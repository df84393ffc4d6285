//! Relevance scoring strategy
//!
//! [`Scorer`] is the seam between the engine and the matching algorithm.
//! The shipped implementation, [`WeightedScorer`], runs a [`TermMatcher`]
//! over every searchable field and requires each query term to hit at least
//! one of them.

use super::fuzzy::{normalize_for_matching, TermMatcher};
use super::parser::ParsedQuery;
use super::ranking::{FieldHit, FieldWeights, MatchScore, SearchField};
use crate::catalog::Product;

/// Normalized searchable text of one product
#[derive(Debug, Clone)]
pub struct SearchDocument {
    fields: Vec<(SearchField, Vec<String>)>,
}

impl SearchDocument {
    pub fn from_product(product: &Product) -> Self {
        let fields = SearchField::ALL
            .into_iter()
            .map(|field| {
                let values = field
                    .values(product)
                    .into_iter()
                    .map(normalize_for_matching)
                    .collect();
                (field, values)
            })
            .collect();

        Self { fields }
    }

    pub fn values(&self, field: SearchField) -> &[String] {
        self.fields
            .iter()
            .find(|(f, _)| *f == field)
            .map(|(_, values)| values.as_slice())
            .unwrap_or_default()
    }
}

/// Scores one product against a parsed query; `None` means no match
pub trait Scorer: Send + Sync {
    fn score(&self, query: &ParsedQuery, document: &SearchDocument) -> Option<MatchScore>;
}

/// Weighted multi-field scorer with conjunctive term semantics
pub struct WeightedScorer<M> {
    matcher: M,
    weights: FieldWeights,
    threshold: f64,
}

impl<M: TermMatcher> WeightedScorer<M> {
    pub fn new(matcher: M, weights: FieldWeights, threshold: f64) -> Self {
        Self {
            matcher,
            weights,
            threshold,
        }
    }

    /// Best distance of `term` over the values of `field`
    fn field_distance(&self, document: &SearchDocument, field: SearchField, term: &str) -> f64 {
        document
            .values(field)
            .iter()
            .map(|value| self.matcher.distance(value, term))
            .fold(f64::INFINITY, f64::min)
    }
}

impl<M: TermMatcher> Scorer for WeightedScorer<M> {
    fn score(&self, query: &ParsedQuery, document: &SearchDocument) -> Option<MatchScore> {
        if query.is_empty() {
            return None;
        }

        let mut hits = Vec::new();
        for term in &query.terms {
            let term_hits: Vec<FieldHit> = SearchField::ALL
                .into_iter()
                .filter_map(|field| {
                    let distance = self.field_distance(document, field, term);
                    (distance <= self.threshold).then(|| FieldHit {
                        term: term.clone(),
                        field,
                        distance,
                    })
                })
                .collect();

            // Every term has to land somewhere
            if term_hits.is_empty() {
                return None;
            }
            hits.extend(term_hits);
        }

        Some(MatchScore::combine(hits, query.terms.len(), &self.weights))
    }
}

#[cfg(test)]
mod tests {
    use super::*;
    use crate::catalog::{Category, Subcategory};
    use crate::search::fuzzy::EditDistanceMatcher;
    use crate::search::parser::QueryParser;

    fn brake_pads() -> Product {
        Product {
            id: "np-003".to_string(),
            name: "Toyota Asimco Brake Pads".to_string(),
            description: "Asimco brake pads designed for Toyota vehicles.".to_string(),
            price: 1500.0,
            image: String::new(),
            category: Category::New,
            brand: "in stock".to_string(),
            features: vec!["Low dust".to_string(), "Set of 4".to_string()],
            stock: 20,
            subcategory: Subcategory::BrakeSteering,
        }
    }

    fn scorer() -> WeightedScorer<EditDistanceMatcher> {
        WeightedScorer::new(EditDistanceMatcher::new(), FieldWeights::default(), 0.3)
    }

    #[test]
    fn test_document_normalizes_fields() {
        let doc = SearchDocument::from_product(&brake_pads());
        assert_eq!(doc.values(SearchField::Name), ["toyota asimco brake pads"]);
        assert_eq!(doc.values(SearchField::Features), ["low dust", "set of 4"]);
        assert_eq!(doc.values(SearchField::Subcategory), ["brake-steering"]);
    }

    #[test]
    fn test_all_terms_must_match() {
        let doc = SearchDocument::from_product(&brake_pads());
        let scorer = scorer();

        assert!(scorer
            .score(&QueryParser::parse("toyota brake", 2), &doc)
            .is_some());
        assert!(scorer
            .score(&QueryParser::parse("toyota spark", 2), &doc)
            .is_none());
    }

    #[test]
    fn test_hits_record_fields() {
        let doc = SearchDocument::from_product(&brake_pads());
        let score = scorer()
            .score(&QueryParser::parse("dust", 2), &doc)
            .unwrap();
        assert_eq!(score.hits.len(), 1);
        assert_eq!(score.hits[0].field, SearchField::Features);
        assert_eq!(score.hits[0].distance, 0.0);
    }

    #[test]
    fn test_empty_query_scores_nothing() {
        let doc = SearchDocument::from_product(&brake_pads());
        assert!(scorer().score(&QueryParser::parse("  ", 2), &doc).is_none());
    }

    #[test]
    fn test_empty_features_never_hit() {
        let mut product = brake_pads();
        product.features.clear();
        let doc = SearchDocument::from_product(&product);
        let score = scorer()
            .score(&QueryParser::parse("dust", 2), &doc);
        assert!(score.is_none());
    }

    #[test]
    fn test_zero_threshold_is_exact_only() {
        let doc = SearchDocument::from_product(&brake_pads());
        let exact = WeightedScorer::new(EditDistanceMatcher::new(), FieldWeights::default(), 0.0);
        assert!(exact.score(&QueryParser::parse("toyota", 2), &doc).is_some());
        assert!(exact.score(&QueryParser::parse("toyta", 2), &doc).is_none());
    }
}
════════════════════
WORK TO BE COMPLETED:
Copy every line that contains "searchable" from the listing above.

RESULT OF THE TASK:
//! over every searchable field and requires each query term to hit at least
/// Normalized searchable text of one product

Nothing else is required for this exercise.